use num_traits::{AsPrimitive, Num};
use std::fmt::Debug;
use std::ops::Neg;

/// Trait for types that can be used as matrix elements.
///
/// Blanket-implemented for all types satisfying the bounds, which covers
/// every primitive integer, `f32`, `f64` and `Complex<T>` over those.
pub trait Scalar: Copy + PartialEq + Debug + Num {}

impl<T: Copy + PartialEq + Debug + Num> Scalar for T {}

/// Real element types that round-trip through `f64`.
///
/// Inversion always scales by `1 / det` in `f64` and converts back with `as`
/// semantics, so integer elements truncate toward zero and saturate.
pub trait Real: Scalar + AsPrimitive<f64> {
    fn from_f64(value: f64) -> Self;
}

impl<T> Real for T
where
    T: Scalar + AsPrimitive<f64>,
    f64: AsPrimitive<T>,
{
    #[inline]
    fn from_f64(value: f64) -> Self {
        value.as_()
    }
}

/// Element types closed under negation.
///
/// Cofactor expansion alternates signs and subtracts intermediate products,
/// so determinants are only offered over signed integers, floats and
/// `Complex<T>` over those. Unsigned elements are rejected at compile time:
///
/// ```compile_fail
/// use smatrix_core::{Determinant, Matrix};
///
/// let det = Matrix::new([[1u32, 1, 0], [0, 1, 1], [1, 0, 1]]).determinant();
/// ```
pub trait SignedScalar: Scalar + Neg<Output = Self> {}

impl<T: Scalar + Neg<Output = T>> SignedScalar for T {}

/// Square matrices whose determinant can be expanded by cofactors.
pub trait Determinant {
    type Element;

    /// Laplace expansion along the first row. Runs in factorial time.
    fn determinant(&self) -> Self::Element;
}

/// Square matrices that can drop one row and one column.
///
/// `Output` is always the square matrix one dimension smaller.
pub trait Minor {
    type Output;

    /// Returns the matrix without row `m` and column `n`.
    ///
    /// `m` and `n` must both be below the dimension of `self`.
    fn minor(&self, m: usize, n: usize) -> Self::Output;
}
+ + + + +
What to do: Retype exactly, and only, the lines from the line holding "pub trait Determinant" through the last line of the data; both of those lines count.

Response to the exercise:
pub trait Determinant {
    type Element;

    /// Laplace expansion along the first row. Runs in factorial time.
    fn determinant(&self) -> Self::Element;
}

/// Square matrices that can drop one row and one column.
///
/// `Output` is always the square matrix one dimension smaller.
pub trait Minor {
    type Output;

    /// Returns the matrix without row `m` and column `n`.
    ///
    /// `m` and `n` must both be below the dimension of `self`.
    fn minor(&self, m: usize, n: usize) -> Self::Output;
}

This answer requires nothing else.